PURPOSE: Hyperpolarized [1-13 C]pyruvate MRI is an emerging clinical tool for metabolic imaging. It has the potential for absolute quantitative metabolic imaging. However, the method itself is not quantitative, limiting comparison of images across both time and between individuals. Here, we propose a simple signal normalization to the whole-body oxidative metabolism to overcome this limitation.
THEORY AND METHODS: A simple extension of the model-free ratiometric analysis of hyperpolarized [1-13 C]pyruvate MRI is presented, using the expired 13 CO2 in breath for normalization. The proposed framework was investigated in two porcine cohorts (N = 11) subjected to local renal hypoperfusion defects and subsequent [1-13 C]pyruvate MRI. A breath sample was taken before the [1-13 C]pyruvate injection and 5 min after. The raw MR signal from both the healthy and intervened kidney in the two cohorts was normalized using the 13 CO2 in the expired air.
RESULTS: 13 CO2 content in the expired air was significantly different between the two cohorts. Normalization to this reduced the coefficients of variance in the aerobic metabolic sensitive pathways by 25% for the alanine/pyruvate ratio, and numerical changes were observed in the bicarbonate/pyruvate ratio.
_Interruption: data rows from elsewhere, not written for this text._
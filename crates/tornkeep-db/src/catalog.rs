//! Static catalog of every table the store owns.
//!
//! The catalog is the allow-list the Query Gateway validates table and
//! column names against, and the layout the Summarizer and Pruner use to
//! pick tables per [`ObservationKind`]. Identifiers only ever reach SQL text
//! from here, never from caller input.
//!
//! Column order mirrors the `CREATE TABLE` statements in
//! [`crate::migrations`]; `catalog_matches_migrated_schema` in the integration tests
//! keeps the two in lockstep.

use tornkeep_types::ObservationKind;

/// Storage class of a column, as far as reads and filters care.
#[derive(Debug, Clone, Copy, PartialEq, Eq)]
pub enum ColumnType {
    /// `INTEGER` holding a plain number.
    Integer,
    /// `INTEGER` holding unix seconds, rendered as an absolute time.
    Timestamp,
    /// `TEXT`.
    Text,
}

/// One column of a catalogued table.
#[derive(Debug, Clone, Copy, PartialEq, Eq)]
pub struct ColumnSpec {
    /// Column name.
    pub name: &'static str,
    /// Storage class.
    pub ty: ColumnType,
}

/// One catalogued table.
#[derive(Debug, Clone, Copy, PartialEq, Eq)]
pub struct TableSpec {
    /// Table name.
    pub name: &'static str,
    /// Primary key column, used as the stable ordering tie-breaker.
    pub primary_key: &'static str,
    /// All columns in declaration order.
    pub columns: &'static [ColumnSpec],
}

impl TableSpec {
    /// Look up a column by name.
    pub fn column(&self, name: &str) -> Option<&'static ColumnSpec> {
        self.columns.iter().find(|c| c.name == name)
    }
}

const fn int(name: &'static str) -> ColumnSpec {
    ColumnSpec {
        name,
        ty: ColumnType::Integer,
    }
}

const fn ts(name: &'static str) -> ColumnSpec {
    ColumnSpec {
        name,
        ty: ColumnType::Timestamp,
    }
}

const fn text(name: &'static str) -> ColumnSpec {
    ColumnSpec {
        name,
        ty: ColumnType::Text,
    }
}

// =============================================================================
// Tables
// =============================================================================

/// `schema_version`
pub const SCHEMA_VERSION: TableSpec = TableSpec {
    name: "schema_version",
    primary_key: "version",
    columns: &[int("version"), text("description"), ts("applied_at")],
};

/// `players`
pub const PLAYERS: TableSpec = TableSpec {
    name: "players",
    primary_key: "player_id",
    columns: &[
        int("player_id"),
        text("name"),
        int("level"),
        text("rank"),
        int("faction_id"),
        text("status_state"),
        text("status_description"),
        int("life_current"),
        int("life_maximum"),
        ts("created_at"),
        ts("last_updated"),
    ],
};

/// `factions`
pub const FACTIONS: TableSpec = TableSpec {
    name: "factions",
    primary_key: "faction_id",
    columns: &[
        int("faction_id"),
        text("name"),
        text("tag"),
        int("leader_id"),
        int("co_leader_id"),
        int("respect"),
        int("age"),
        int("best_chain"),
        int("member_count"),
        ts("created_at"),
        ts("last_updated"),
    ],
};

/// `player_stats_history`
pub const PLAYER_STATS_HISTORY: TableSpec = TableSpec {
    name: "player_stats_history",
    primary_key: "id",
    columns: &[
        int("id"),
        int("player_id"),
        ts("recorded_at"),
        int("strength"),
        int("defense"),
        int("speed"),
        int("dexterity"),
        int("total_stats"),
        int("level"),
        int("life_maximum"),
        int("networth"),
        text("data_source"),
    ],
};

/// `faction_history`
pub const FACTION_HISTORY: TableSpec = TableSpec {
    name: "faction_history",
    primary_key: "id",
    columns: &[
        int("id"),
        int("faction_id"),
        ts("recorded_at"),
        int("respect"),
        int("member_count"),
        int("best_chain"),
        text("data_source"),
    ],
};

/// `war_status_history`
pub const WAR_STATUS_HISTORY: TableSpec = TableSpec {
    name: "war_status_history",
    primary_key: "id",
    columns: &[
        int("id"),
        int("war_id"),
        text("war_type"),
        int("territory_id"),
        int("attacking_faction_id"),
        int("defending_faction_id"),
        int("attacking_score"),
        int("defending_score"),
        int("required_score"),
        text("status"),
        ts("started_at"),
        ts("ends_at"),
        ts("recorded_at"),
        text("data_source"),
    ],
};

/// `territory_ownership_history`
pub const TERRITORY_OWNERSHIP_HISTORY: TableSpec = TableSpec {
    name: "territory_ownership_history",
    primary_key: "id",
    columns: &[
        int("id"),
        int("territory_id"),
        int("faction_id"),
        text("sector"),
        text("coordinates"),
        int("racket_level"),
        text("racket_type"),
        text("war_status"),
        ts("recorded_at"),
        text("data_source"),
    ],
};

/// `player_stats_summary`
pub const PLAYER_STATS_SUMMARY: TableSpec = TableSpec {
    name: "player_stats_summary",
    primary_key: "id",
    columns: &[
        int("id"),
        int("player_id"),
        ts("period_start"),
        ts("period_end"),
        text("period_type"),
        int("strength_start"),
        int("strength_end"),
        int("strength_change"),
        int("defense_start"),
        int("defense_end"),
        int("defense_change"),
        int("speed_start"),
        int("speed_end"),
        int("speed_change"),
        int("dexterity_start"),
        int("dexterity_end"),
        int("dexterity_change"),
        int("total_stats_start"),
        int("total_stats_end"),
        int("total_stats_change"),
        int("level_start"),
        int("level_end"),
        int("level_change"),
        int("life_maximum_start"),
        int("life_maximum_end"),
        int("life_maximum_change"),
        int("networth_start"),
        int("networth_end"),
        int("networth_change"),
        int("record_count"),
        ts("created_at"),
    ],
};

/// `faction_summary`
pub const FACTION_SUMMARY: TableSpec = TableSpec {
    name: "faction_summary",
    primary_key: "id",
    columns: &[
        int("id"),
        int("faction_id"),
        ts("period_start"),
        ts("period_end"),
        text("period_type"),
        int("respect_start"),
        int("respect_end"),
        int("respect_change"),
        int("member_count_start"),
        int("member_count_end"),
        int("member_count_change"),
        int("best_chain_start"),
        int("best_chain_end"),
        int("best_chain_change"),
        int("record_count"),
        ts("created_at"),
    ],
};

/// `war_summary`
pub const WAR_SUMMARY: TableSpec = TableSpec {
    name: "war_summary",
    primary_key: "id",
    columns: &[
        int("id"),
        int("war_id"),
        ts("period_start"),
        ts("period_end"),
        text("period_type"),
        text("war_type"),
        int("territory_id"),
        int("attacking_faction_id"),
        int("defending_faction_id"),
        int("attacking_score_start"),
        int("attacking_score_end"),
        int("attacking_score_change"),
        int("defending_score_start"),
        int("defending_score_end"),
        int("defending_score_change"),
        text("status_end"),
        int("winner_faction_id"),
        int("duration_seconds"),
        int("record_count"),
        ts("created_at"),
    ],
};

/// `territory_ownership_summary`
pub const TERRITORY_OWNERSHIP_SUMMARY: TableSpec = TableSpec {
    name: "territory_ownership_summary",
    primary_key: "id",
    columns: &[
        int("id"),
        int("territory_id"),
        ts("period_start"),
        ts("period_end"),
        text("period_type"),
        int("faction_id_start"),
        int("faction_id_end"),
        int("ownership_changes"),
        int("days_owned"),
        int("racket_level_start"),
        int("racket_level_end"),
        int("racket_level_change"),
        int("record_count"),
        ts("created_at"),
    ],
};

/// Every table reachable through the Query Gateway.
pub const ALL_TABLES: [&TableSpec; 11] = [
    &PLAYERS,
    &FACTIONS,
    &PLAYER_STATS_HISTORY,
    &FACTION_HISTORY,
    &WAR_STATUS_HISTORY,
    &TERRITORY_OWNERSHIP_HISTORY,
    &PLAYER_STATS_SUMMARY,
    &FACTION_SUMMARY,
    &WAR_SUMMARY,
    &TERRITORY_OWNERSHIP_SUMMARY,
    &SCHEMA_VERSION,
];

/// Look up a table by name in the allow-list.
pub fn table(name: &str) -> Option<&'static TableSpec> {
    ALL_TABLES.into_iter().find(|t| t.name == name)
}

// =============================================================================
// Per-kind layout
// =============================================================================

/// Tables and columns that make up one observation kind.
#[derive(Debug, Clone, Copy)]
pub struct KindLayout {
    /// Append-only history table.
    pub history: &'static TableSpec,
    /// Summary table.
    pub summary: &'static TableSpec,
    /// Grouping key column, shared by both tables.
    pub key: &'static str,
    /// Numeric fields summarized as `_start`, `_end` and `_change`.
    pub tracked: &'static [&'static str],
}

const PLAYER_STATS_LAYOUT: KindLayout = KindLayout {
    history: &PLAYER_STATS_HISTORY,
    summary: &PLAYER_STATS_SUMMARY,
    key: "player_id",
    tracked: &[
        "strength",
        "defense",
        "speed",
        "dexterity",
        "total_stats",
        "level",
        "life_maximum",
        "networth",
    ],
};

const FACTION_LAYOUT: KindLayout = KindLayout {
    history: &FACTION_HISTORY,
    summary: &FACTION_SUMMARY,
    key: "faction_id",
    tracked: &["respect", "member_count", "best_chain"],
};

const WAR_STATUS_LAYOUT: KindLayout = KindLayout {
    history: &WAR_STATUS_HISTORY,
    summary: &WAR_SUMMARY,
    key: "war_id",
    tracked: &["attacking_score", "defending_score"],
};

const TERRITORY_OWNERSHIP_LAYOUT: KindLayout = KindLayout {
    history: &TERRITORY_OWNERSHIP_HISTORY,
    summary: &TERRITORY_OWNERSHIP_SUMMARY,
    key: "territory_id",
    tracked: &["racket_level"],
};

/// The table layout for an observation kind.
pub const fn layout(kind: ObservationKind) -> &'static KindLayout {
    match kind {
        ObservationKind::PlayerStats => &PLAYER_STATS_LAYOUT,
        ObservationKind::Faction => &FACTION_LAYOUT,
        ObservationKind::WarStatus => &WAR_STATUS_LAYOUT,
        ObservationKind::TerritoryOwnership => &TERRITORY_OWNERSHIP_LAYOUT,
    }
}

#[cfg(test)]
mod tests {
    use super::*;

    #[test]
    fn unknown_table_is_not_catalogued() {
        assert!(table("players").is_some());
        assert!(table("sqlite_master").is_none());
        assert!(table("players; DROP TABLE players").is_none());
    }

    #[test]
    fn every_tracked_field_has_three_summary_columns() {
        for kind in ObservationKind::ALL {
            let layout = layout(kind);
            assert!(layout.history.column(layout.key).is_some());
            assert!(layout.summary.column(layout.key).is_some());
            for field in layout.tracked {
                assert!(layout.history.column(field).is_some(), "{kind}: {field}");
                for suffix in ["start", "end", "change"] {
                    let column = format!("{field}_{suffix}");
                    assert!(layout.summary.column(&column).is_some(), "{kind}: {column}");
                }
            }
        }
    }

    #[test]
    fn primary_keys_are_columns() {
        for table in ALL_TABLES {
            assert!(table.column(table.primary_key).is_some(), "{}", table.name);
        }
    }
}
The lactate/pyruvate ratio was largely unaltered (<2%).
CONCLUSION: Our results indicate that normalizing the hyperpolarized 13 C-signal ratios by the 13 CO2 content in expired air can reduce variation as well as improve specificity of the method by normalizing the metabolic readout to the overall metabolic status of the individual. The method is a simple and cheap extension to the hyperpolarized 13 C exam.